Collection entries:
"""

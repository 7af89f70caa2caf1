//! Signed bearer tokens (HS256 JWT) carrying the username and an expiry.
//! The service is stateless: anything holding the same secret can verify.

use std::time::Duration;

use anyhow::{anyhow, Result};
use chrono::{DateTime, Utc};
use jsonwebtoken::errors::ErrorKind;
use jsonwebtoken::{Algorithm, DecodingKey, EncodingKey, Header, Validation};
use serde::{Deserialize, Serialize};

use super::principal::Principal;
use crate::error::{AppError, AppResult};

pub const DEFAULT_TOKEN_TTL: Duration = Duration::from_secs(60 * 60);

#[derive(Debug, Clone, Serialize, Deserialize)]
struct Claims {
    username: String,
    iat: i64,
    exp: i64,
}

#[derive(Debug, Clone)]
pub struct IssuedToken {
    pub token: String,
    pub principal: Principal,
    pub expires_at: DateTime<Utc>,
}

#[derive(Clone)]
pub struct TokenService {
    encoding: EncodingKey,
    decoding: DecodingKey,
    ttl: Duration,
}

impl std::fmt::Debug for TokenService {
    fn fmt(&self, f: &mut std::fmt::Formatter<'_>) -> std::fmt::Result {
        f.debug_struct("TokenService").field("ttl", &self.ttl).finish_non_exhaustive()
    }
}

impl TokenService {
    pub fn new(secret: &str) -> Result<Self> {
        Self::with_ttl(secret, DEFAULT_TOKEN_TTL)
    }

    pub fn with_ttl(secret: &str, ttl: Duration) -> Result<Self> {
        if secret.is_empty() {
            return Err(anyhow!("token signing secret must not be empty"));
        }
        Ok(Self {
            encoding: EncodingKey::from_secret(secret.as_bytes()),
            decoding: DecodingKey::from_secret(secret.as_bytes()),
            ttl,
        })
    }

    pub fn ttl(&self) -> Duration { self.ttl }

    pub fn issue(&self, principal: Principal) -> AppResult<IssuedToken> {
        self.issue_at(principal, Utc::now())
    }

    /// Issue as if the current time were `issued_at`.
    pub fn issue_at(&self, principal: Principal, issued_at: DateTime<Utc>) -> AppResult<IssuedToken> {
        let ttl = chrono::Duration::from_std(self.ttl)
            .map_err(|e| AppError::internal("token_ttl".to_string(), e.to_string()))?;
        let expires_at = issued_at + ttl;
        let claims = Claims { username: principal.username.clone(), iat: issued_at.timestamp(), exp: expires_at.timestamp() };
        let token = jsonwebtoken::encode(&Header::new(Algorithm::HS256), &claims, &self.encoding)
            .map_err(|e| AppError::internal("token_sign_failed".to_string(), e.to_string()))?;
        Ok(IssuedToken { token, principal, expires_at })
    }

    pub fn verify(&self, token: &str) -> AppResult<Principal> {
        if token.is_empty() {
            return Err(AppError::unauthorized("token_missing", "token not provided"));
        }
        let mut validation = Validation::new(Algorithm::HS256);
        validation.leeway = 0;
        match jsonwebtoken::decode::<Claims>(token, &self.decoding, &validation) {
            Ok(data) => Ok(Principal::new(data.claims.username)),
            Err(e) => match e.kind() {
                ErrorKind::ExpiredSignature => Err(AppError::unauthorized("token_expired", "token expired")),
                _ => Err(AppError::unauthorized("token_invalid", "token invalid")),
            },
        }
    }
}

#[cfg(test)]
mod tests {
    use super::*;

    #[test]
    fn issue_and_verify() {
        let svc = TokenService::new("s3cret").unwrap();
        let t = svc.issue(Principal::new("johndoe")).unwrap();
        assert_eq!(svc.verify(&t.token).unwrap(), Principal::new("johndoe"));
        let remaining = t.expires_at - Utc::now();
        assert!(remaining <= chrono::Duration::hours(1));
        assert!(remaining > chrono::Duration::minutes(59));
    }

    #[test]
    fn expired_token_is_rejected() {
        let svc = TokenService::new("s3cret").unwrap();
        let t = svc.issue_at(Principal::new("johndoe"), Utc::now() - chrono::Duration::hours(2)).unwrap();
        let err = svc.verify(&t.token).unwrap_err();
        assert_eq!(err.code_str(), "token_expired");
        assert_eq!(err.http_status(), 401);
    }

    #[test]
    fn foreign_secret_and_garbage_are_rejected() {
        let ours = TokenService::new("ours").unwrap();
        let theirs = TokenService::new("theirs").unwrap();
        let t = theirs.issue(Principal::new("mallory")).unwrap();
        assert_eq!(ours.verify(&t.token).unwrap_err().code_str(), "token_invalid");
        assert_eq!(ours.verify("not.a.jwt").unwrap_err().code_str(), "token_invalid");
        assert_eq!(ours.verify("").unwrap_err().code_str(), "token_missing");
    }

    #[test]
    fn empty_secret_is_refused() {
        assert!(TokenService::new("").is_err());
    }
}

"""

About this exercise:
Using the records above, set down exactly the lines from the one with "Principal, issued_at: DateTime<Utc>)" through the one with "validation.leeway = 0;", inclusive, and nothing more.

The answer:
    pub fn issue_at(&self, principal: Principal, issued_at: DateTime<Utc>) -> AppResult<IssuedToken> {
        let ttl = chrono::Duration::from_std(self.ttl)
            .map_err(|e| AppError::internal("token_ttl".to_string(), e.to_string()))?;
        let expires_at = issued_at + ttl;
        let claims = Claims { username: principal.username.clone(), iat: issued_at.timestamp(), exp: expires_at.timestamp() };
        let token = jsonwebtoken::encode(&Header::new(Algorithm::HS256), &claims, &self.encoding)
            .map_err(|e| AppError::internal("token_sign_failed".to_string(), e.to_string()))?;
        Ok(IssuedToken { token, principal, expires_at })
    }

    pub fn verify(&self, token: &str) -> AppResult<Principal> {
        if token.is_empty() {
            return Err(AppError::unauthorized("token_missing", "token not provided"));
        }
        let mut validation = Validation::new(Algorithm::HS256);
        validation.leeway = 0;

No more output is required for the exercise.